Reproduce the records exactly, beginning with their first line and ending with the line that contains "pub fn new(num_data: usize, num_classes: usize, bbox_reg: bool)", and output nothing more.

◆ ◆ ◆ ◆

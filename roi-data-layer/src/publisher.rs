//! Copying minibatch blobs into network input slots.

use crate::{
    blob::{self, BlobSet},
    common::*,
};

/// The spatial size of the placeholder image shapes given at setup.
const PLACEHOLDER_SIZE: usize = 100;
/// The channels of the placeholder image shapes given at setup.
const PLACEHOLDER_CHANNELS: usize = 3;

/// A network input with a mutable shape.
#[derive(Debug, Clone, PartialEq)]
pub struct InputSlot {
    data: ArrayD<f32>,
}

impl InputSlot {
    pub fn new(shape: &[usize]) -> Self {
        Self {
            data: ArrayD::zeros(IxDyn(shape)),
        }
    }

    /// Changes the shape of the slot. The values are reset when the shape
    /// differs.
    pub fn reshape(&mut self, shape: &[usize]) {
        if self.data.shape() != shape {
            self.data = ArrayD::zeros(IxDyn(shape));
        }
    }

    pub fn shape(&self) -> &[usize] {
        self.data.shape()
    }

    pub fn data(&self) -> &ArrayD<f32> {
        &self.data
    }

    pub fn data_mut(&mut self) -> &mut ArrayD<f32> {
        &mut self.data
    }
}

impl Default for InputSlot {
    fn default() -> Self {
        Self::new(&[0])
    }
}

/// The indexed inputs of a network.
pub trait NetworkInputs {
    fn num_inputs(&self) -> usize;

    fn input_mut(&mut self, index: usize) -> Option<&mut InputSlot>;
}

impl NetworkInputs for Vec<InputSlot> {
    fn num_inputs(&self) -> usize {
        self.len()
    }

    fn input_mut(&mut self, index: usize) -> Option<&mut InputSlot> {
        self.get_mut(index)
    }
}

/// The fixed mapping from blob names to input slots.
///
/// The position of a name is its slot index. Slot 0 is `data`, slots
/// `1..num_data` are the auxiliary `data_i` streams, followed by `rois`,
/// `labels`, and the two bounding box regression slots when enabled.
#[derive(Debug, Clone, PartialEq, Eq)]
pub struct SlotTable {
    slots: IndexMap<String, Vec<usize>>,
}

impl SlotTable {
    pub fn new(num_data: usize, num_classes: usize, bbox_reg: bool) -> Result<Self> {
        ensure!(num_data >= 1, "num_data must be at least 1, but get {}", num_data);
        ensure!(
            num_classes >= 1,
            "num_classes must be at least 1, but get {}",
            num_classes
        );

        let image_shape =
            |channels| vec![1, channels, PLACEHOLDER_SIZE, PLACEHOLDER_SIZE];

        let data_slots = (0..num_data).map(|stream| {
            (
                blob::data_blob_name(stream),
                image_shape(PLACEHOLDER_CHANNELS),
            )
        });
        let roi_slots = [
            // (n, x1, y1, x2, y2) per RoI
            (blob::ROIS.to_string(), vec![1, 5]),
            (blob::LABELS.to_string(), vec![1]),
        ];
        let bbox_slots = bbox_reg
            .then(|| {
                [
                    (blob::BBOX_TARGETS.to_string(), vec![1, num_classes * 4]),
                    (blob::BBOX_LOSS_WEIGHTS.to_string(), vec![1, num_classes * 4]),
                ]
            })
            .into_iter()
            .flatten();

        let mut slots = IndexMap::new();
        for (name, shape) in data_slots.chain(roi_slots).chain(bbox_slots) {
            let prev = slots.insert(name.clone(), shape);
            ensure!(prev.is_none(), "duplicated input slot '{}'", name);
        }

        let expect = num_data + 2 + if bbox_reg { 2 } else { 0 };
        ensure!(
            slots.len() == expect,
            "expect {} input slots, but get {}",
            expect,
            slots.len()
        );

        Ok(Self { slots })
    }

    pub fn len(&self) -> usize {
        self.slots.len()
    }

    pub fn is_empty(&self) -> bool {
        self.slots.is_empty()
    }

    /// The slot index of a blob.
    pub fn slot_of(&self, name: &str) -> Option<usize> {
        self.slots.get_index_of(name)
    }

    pub fn names(&self) -> impl Iterator<Item = &str> {
        self.slots.keys().map(|name| name.as_str())
    }

    /// The shapes given to the slots before the first minibatch arrives.
    pub fn placeholder_shapes(&self) -> impl Iterator<Item = &[usize]> {
        self.slots.values().map(|shape| shape.as_slice())
    }
}

/// Copies minibatch blobs into their input slots.
#[derive(Debug, Clone)]
pub struct BatchPublisher {
    table: SlotTable,
}

impl BatchPublisher {
    pub fn new(table: SlotTable) -> Self {
        Self { table }
    }

    pub fn table(&self) -> &SlotTable {
        &self.table
    }

    /// Gives every slot its placeholder shape.
    pub fn init_inputs<N>(&self, inputs: &mut N) -> Result<()>
    where
        N: NetworkInputs + ?Sized,
    {
        ensure!(
            inputs.num_inputs() == self.table.len(),
            "the network has {} inputs, but the data layer produces {}",
            inputs.num_inputs(),
            self.table.len()
        );
        for (index, shape) in self.table.placeholder_shapes().enumerate() {
            let slot = inputs
                .input_mut(index)
                .ok_or_else(|| format_err!("missing network input {}", index))?;
            slot.reshape(shape);
        }
        Ok(())
    }

    /// Resizes each destination slot to the blob shape, then copies the blob
    /// in single precision.
    ///
    /// Every slot of the table must be covered by the blob set.
    pub fn publish<N>(&self, blobs: &BlobSet, inputs: &mut N) -> Result<()>
    where
        N: NetworkInputs + ?Sized,
    {
        let mut filled = vec![false; self.table.len()];

        for (name, blob) in blobs {
            let index = self
                .table
                .slot_of(name)
                .ok_or_else(|| format_err!("blob '{}' has no input slot", name))?;
            let slot = inputs
                .input_mut(index)
                .ok_or_else(|| format_err!("missing network input {} for blob '{}'", index, name))?;

            slot.reshape(blob.shape());
            blob.copy_to(slot.data_mut())
                .with_context(|| format!("failed to copy blob '{}'", name))?;
            filled[index] = true;
        }

        let missing = self
            .table
            .names()
            .zip(&filled)
            .filter(|&(_, &filled)| !filled)
            .map(|(name, _)| name)
            .collect_vec();
        ensure!(
            missing.is_empty(),
            "the minibatch is missing blobs {:?}",
            missing
        );

        Ok(())
    }
}

#[cfg(test)]
mod tests {
    use super::*;
    use crate::blob::Blob;
    use ndarray::{array, Array};

    fn blob_set(num_rois: usize, bbox_reg: bool) -> BlobSet {
        let mut blobs = BlobSet::new();
        blobs.insert("data".into(), Array4::<f32>::ones((2, 3, 30, 40)).into());
        blobs.insert(
            "rois".into(),
            Array::from_shape_fn((num_rois, 5), |(row, col)| (row * 5 + col) as f32).into(),
        );
        blobs.insert("labels".into(), Array1::<i64>::ones(num_rois).into());
        if bbox_reg {
            blobs.insert("bbox_targets".into(), Array2::<f32>::zeros((num_rois, 8)).into());
            blobs.insert("bbox_loss_weights".into(), Array2::<f32>::zeros((num_rois, 8)).into());
        }
        blobs
    }

    #[test]
    fn slot_table_test() -> Result<()> {
        let table = SlotTable::new(3, 21, true)?;
        assert_eq!(
            table.names().collect_vec(),
            vec!["data", "data_1", "data_2", "rois", "labels", "bbox_targets", "bbox_loss_weights"]
        );
        assert_eq!(table.slot_of("rois"), Some(3));
        assert_eq!(table.slot_of("labels"), Some(4));
        assert_eq!(table.slot_of("bbox_loss_weights"), Some(6));
        assert_eq!(table.placeholder_shapes().nth(5), Some(&[1, 84][..]));

        let table = SlotTable::new(1, 21, false)?;
        assert_eq!(table.len(), 3);
        assert_eq!(table.slot_of("bbox_targets"), None);

        assert!(SlotTable::new(0, 21, false).is_err());
        assert!(SlotTable::new(1, 0, false).is_err());
        Ok(())
    }

    #[test]
    fn publish_shapes_test() -> Result<()> {
        let publisher = BatchPublisher::new(SlotTable::new(1, 2, true)?);
        let mut inputs = vec![InputSlot::default(); publisher.table().len()];
        publisher.init_inputs(&mut inputs)?;
        assert_eq!(inputs[0].shape(), &[1, 3, 100, 100]);
        assert_eq!(inputs[1].shape(), &[1, 5]);

        for num_rois in [7, 3, 12] {
            publisher.publish(&blob_set(num_rois, true), &mut inputs)?;
            assert_eq!(inputs[0].shape(), &[2, 3, 30, 40]);
            assert_eq!(inputs[1].shape(), &[num_rois, 5]);
            assert_eq!(inputs[2].shape(), &[num_rois]);
            assert_eq!(inputs[3].shape(), &[num_rois, 8]);
            assert_eq!(inputs[1].data()[[num_rois - 1, 4]], (num_rois * 5 - 1) as f32);
            assert!(inputs[2].data().iter().all(|&label| label == 1.0));
        }
        Ok(())
    }

    #[test]
    fn publish_errors_test() -> Result<()> {
        let publisher = BatchPublisher::new(SlotTable::new(1, 2, false)?);
        let mut inputs = vec![InputSlot::default(); 3];

        let mut unknown = blob_set(4, false);
        unknown.insert("extra".into(), Blob::from(array![1.0f32]));
        assert!(publisher.publish(&unknown, &mut inputs).is_err());

        let mut missing = blob_set(4, false);
        missing.remove("labels");
        assert!(publisher.publish(&missing, &mut inputs).is_err());

        let mut too_few = vec![InputSlot::default(); 2];
        assert!(publisher.init_inputs(&mut too_few).is_err());
        Ok(())
    }
}
#![allow(dead_code)]

use anyhow::Result;
use ndarray::{array, Array2};
use rand::prelude::*;
use roi_data_layer::{
    BlankImageSource, Example, ExampleStore, FastRcnnBuilder, LayerConfig, LayerParams,
    OverlapThresholds, TrainingConfig,
};
use std::{num::NonZeroUsize, path::PathBuf, sync::Arc};

lazy_static::lazy_static! {
    pub static ref CONFIG_DIR: PathBuf =
        PathBuf::from(env!("CARGO_MANIFEST_DIR")).join("tests").join("cfg");
    pub static ref ROIDB_FILE: PathBuf = CONFIG_DIR.join("roidb.json");
    pub static ref LAYER_CONFIG_FILE: PathBuf = CONFIG_DIR.join("layer.json5");
}

pub const NUM_CLASSES: usize = 3;

pub fn thresholds() -> OverlapThresholds {
    OverlapThresholds {
        fg: 0.5,
        bg_lo: 0.1,
        bg_hi: 0.5,
    }
}

pub fn params(num_data: usize) -> LayerParams {
    LayerParams {
        num_classes: NUM_CLASSES,
        num_data,
    }
}

/// Builds a config producing 2 images and 8 RoIs per minibatch.
pub fn layer_config(use_prefetch: bool, seed: u64) -> LayerConfig {
    LayerConfig {
        rng_seed: seed,
        training: TrainingConfig {
            ims_per_batch: NonZeroUsize::new(2).unwrap(),
            batch_size: NonZeroUsize::new(8).unwrap(),
            bbox_reg: true,
            use_prefetch,
            prefetch_capacity: NonZeroUsize::new(3).unwrap(),
            scales: vec![NonZeroUsize::new(40).unwrap(), NonZeroUsize::new(60).unwrap()],
            ..Default::default()
        },
    }
}

pub fn builder(config: &LayerConfig) -> Arc<FastRcnnBuilder> {
    let source = BlankImageSource::new(vec![NonZeroUsize::new(3).unwrap()]).unwrap();
    Arc::new(FastRcnnBuilder::new(&config.training, Arc::new(source)).unwrap())
}

/// An example with 6 regions. Eligible examples have a class 2 foreground
/// region and background regions. Ineligible ones only have regions below
/// the background band.
pub fn example(index: usize, eligible: bool) -> Example {
    let boxes = array![
        [10.0, 10.0, 50.0, 50.0],
        [0.0, 0.0, 20.0, 20.0],
        [5.0, 5.0, 30.0, 30.0],
        [40.0, 40.0, 90.0, 90.0],
        [60.0, 0.0, 99.0, 40.0],
        [0.0, 60.0, 40.0, 99.0],
    ];
    let overlaps = if eligible {
        array![
            [0.0, 0.0, 0.8],
            [0.0, 0.3, 0.0],
            [0.2, 0.0, 0.0],
            [0.0, 0.0, 0.4],
            [0.0, 0.15, 0.0],
            [0.0, 0.0, 0.0],
        ]
    } else {
        Array2::from_elem((6, NUM_CLASSES), 0.05)
    };
    let mut targets = Array2::zeros((6, 5));
    if eligible {
        targets[[0, 0]] = 2.0;
        targets[[0, 1]] = 0.5;
    }

    Example::new(
        format!("images/{:06}.jpg", index),
        100 + index % 7 * 10,
        150 + index % 5 * 10,
        boxes,
        overlaps,
    )
    .unwrap()
    .with_bbox_targets(targets)
    .unwrap()
}

pub fn store(eligible: &[bool]) -> Arc<ExampleStore> {
    let store: ExampleStore = eligible
        .iter()
        .enumerate()
        .map(|(index, &eligible)| example(index, eligible))
        .collect();
    Arc::new(store)
}

/// A store with random overlap matrices.
pub fn random_store(num_examples: usize, rng: &mut StdRng) -> Result<Arc<ExampleStore>> {
    let examples: Vec<_> = (0..num_examples)
        .map(|index| {
            let num_regions = rng.gen_range(0..8);
            let num_classes = rng.gen_range(2..5);
            let boxes = Array2::from_shape_fn((num_regions, 4), |(_, col)| {
                if col < 2 {
                    0.0
                } else {
                    10.0
                }
            });
            let overlaps =
                Array2::from_shape_fn((num_regions, num_classes), |_| rng.gen_range(0.0..=1.0));
            Example::new(format!("{}.jpg", index), 10, 10, boxes, overlaps)
        })
        .collect::<Result<_>>()?;
    Ok(Arc::new(ExampleStore::new(examples)))
}
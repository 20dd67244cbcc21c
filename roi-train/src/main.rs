use anyhow::{Context, Result};
use roi_train::config::Config;
use std::{env, path::PathBuf, sync::Arc};
use structopt::StructOpt;
use tracing::{trace_span, Instrument};
use tracing_subscriber::{filter::LevelFilter, prelude::*, EnvFilter};

#[derive(Debug, Clone, StructOpt)]
/// Run the RoI data layer training loop
struct Args {
    #[structopt(long, default_value = "train.json5")]
    /// configuration file
    pub config_file: PathBuf,
}

#[tokio::main]
pub async fn main() -> Result<()> {
    // setup tracing
    let fmt_layer = tracing_subscriber::fmt::layer().with_target(true).compact();
    let filter_layer = {
        let filter = EnvFilter::from_default_env();
        if env::var("RUST_LOG").is_err() {
            filter.add_directive(LevelFilter::INFO.into())
        } else {
            filter
        }
    };

    tracing_subscriber::registry()
        .with(filter_layer)
        .with(fmt_layer)
        .init();

    // parse arguments
    let Args { config_file } = Args::from_args();
    let config = Arc::new(
        Config::open(&config_file)
            .with_context(|| format!("failed to load config file '{}'", config_file.display()))?,
    );

    // start training program
    roi_train::start(config)
        .instrument(trace_span!("train"))
        .await?;

    Ok(())
}
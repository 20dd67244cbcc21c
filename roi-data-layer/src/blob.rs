//! Named numeric arrays passed to the network.

use crate::common::*;

/// The blob name of the primary image batch.
pub const DATA: &str = "data";
/// The blob name of the RoI list.
pub const ROIS: &str = "rois";
/// The blob name of the RoI labels.
pub const LABELS: &str = "labels";
/// The blob name of the bounding box regression targets.
pub const BBOX_TARGETS: &str = "bbox_targets";
/// The blob name of the bounding box regression weights.
pub const BBOX_LOSS_WEIGHTS: &str = "bbox_loss_weights";

/// The blob name of the image batch of a data stream.
///
/// Stream 0 is the primary `data` blob and stream `i > 0` is `data_i`.
pub fn data_blob_name(stream: usize) -> String {
    match stream {
        0 => DATA.to_string(),
        _ => format!("{}_{}", DATA, stream),
    }
}

/// The blobs produced for one minibatch, in insertion order.
pub type BlobSet = IndexMap<String, Blob>;

/// A shaped numeric array with its element type.
#[derive(Debug, Clone, PartialEq)]
pub enum Blob {
    F32(ArrayD<f32>),
    F64(ArrayD<f64>),
    I64(ArrayD<i64>),
}

impl Blob {
    pub fn shape(&self) -> &[usize] {
        match self {
            Self::F32(array) => array.shape(),
            Self::F64(array) => array.shape(),
            Self::I64(array) => array.shape(),
        }
    }

    pub fn len(&self) -> usize {
        match self {
            Self::F32(array) => array.len(),
            Self::F64(array) => array.len(),
            Self::I64(array) => array.len(),
        }
    }

    pub fn is_empty(&self) -> bool {
        self.len() == 0
    }

    /// Converts the values to single precision.
    pub fn to_f32(&self) -> ArrayD<f32> {
        match self {
            Self::F32(array) => array.clone(),
            Self::F64(array) => array.mapv(|value| value as f32),
            Self::I64(array) => array.mapv(|value| value as f32),
        }
    }

    /// Copies the values into an array of the same shape, converting them
    /// to single precision.
    pub fn copy_to(&self, dst: &mut ArrayD<f32>) -> Result<()> {
        ensure!(
            dst.shape() == self.shape(),
            "cannot copy a blob of shape {:?} to an array of shape {:?}",
            self.shape(),
            dst.shape()
        );
        match self {
            Self::F32(array) => dst.assign(array),
            Self::F64(array) => dst.zip_mut_with(array, |dst, &src| *dst = src as f32),
            Self::I64(array) => dst.zip_mut_with(array, |dst, &src| *dst = src as f32),
        }
        Ok(())
    }
}

impl<D> From<ndarray::Array<f32, D>> for Blob
where
    D: ndarray::Dimension,
{
    fn from(array: ndarray::Array<f32, D>) -> Self {
        Self::F32(array.into_dyn())
    }
}

impl<D> From<ndarray::Array<f64, D>> for Blob
where
    D: ndarray::Dimension,
{
    fn from(array: ndarray::Array<f64, D>) -> Self {
        Self::F64(array.into_dyn())
    }
}

impl<D> From<ndarray::Array<i64, D>> for Blob
where
    D: ndarray::Dimension,
{
    fn from(array: ndarray::Array<i64, D>) -> Self {
        Self::I64(array.into_dyn())
    }
}
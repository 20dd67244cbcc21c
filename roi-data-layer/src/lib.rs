//! The RoI data layer that samples, assembles and feeds training minibatches
//! to an object detection network.

mod common;
pub mod blob;
pub mod config;
pub mod example;
pub mod feeder;
pub mod layer;
pub mod minibatch;
pub mod publisher;
pub mod ratio;
pub mod sampler;

pub use blob::{Blob, BlobSet};
pub use config::{LayerConfig, OverlapThresholds, TrainingConfig};
pub use example::{Example, ExampleRecord, ExampleStore};
pub use feeder::{Feeder, FeederState, PrefetchFeeder, SyncFeeder};
pub use layer::{LayerParams, RoiDataLayer};
pub use minibatch::{BlankImageSource, FastRcnnBuilder, ImageSource, MinibatchBuilder};
pub use publisher::{BatchPublisher, InputSlot, NetworkInputs, SlotTable};
pub use ratio::Ratio;
pub use sampler::{IndexSampler, SamplingPolicy};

◆ ◆ ◆ ◆

YOUR RESPONSE:
filename roi-data-layer/src/publisher.rs
//! Copying minibatch blobs into network input slots.

use crate::{
    blob::{self, BlobSet},
    common::*,
};

/// The spatial size of the placeholder image shapes given at setup.
const PLACEHOLDER_SIZE: usize = 100;
/// The channels of the placeholder image shapes given at setup.
const PLACEHOLDER_CHANNELS: usize = 3;

/// A network input with a mutable shape.
#[derive(Debug, Clone, PartialEq)]
pub struct InputSlot {
    data: ArrayD<f32>,
}

impl InputSlot {
    pub fn new(shape: &[usize]) -> Self {
        Self {
            data: ArrayD::zeros(IxDyn(shape)),
        }
    }

    /// Changes the shape of the slot. The values are reset when the shape
    /// differs.
    pub fn reshape(&mut self, shape: &[usize]) {
        if self.data.shape() != shape {
            self.data = ArrayD::zeros(IxDyn(shape));
        }
    }

    pub fn shape(&self) -> &[usize] {
        self.data.shape()
    }

    pub fn data(&self) -> &ArrayD<f32> {
        &self.data
    }

    pub fn data_mut(&mut self) -> &mut ArrayD<f32> {
        &mut self.data
    }
}

impl Default for InputSlot {
    fn default() -> Self {
        Self::new(&[0])
    }
}

/// The indexed inputs of a network.
pub trait NetworkInputs {
    fn num_inputs(&self) -> usize;

    fn input_mut(&mut self, index: usize) -> Option<&mut InputSlot>;
}

impl NetworkInputs for Vec<InputSlot> {
    fn num_inputs(&self) -> usize {
        self.len()
    }

    fn input_mut(&mut self, index: usize) -> Option<&mut InputSlot> {
        self.get_mut(index)
    }
}

/// The fixed mapping from blob names to input slots.
///
/// The position of a name is its slot index. Slot 0 is `data`, slots
/// `1..num_data` are the auxiliary `data_i` streams, followed by `rois`,
/// `labels`, and the two bounding box regression slots when enabled.
#[derive(Debug, Clone, PartialEq, Eq)]
pub struct SlotTable {
    slots: IndexMap<String, Vec<usize>>,
}

impl SlotTable {
    pub fn new(num_data: usize, num_classes: usize, bbox_reg: bool) -> Result<Self> {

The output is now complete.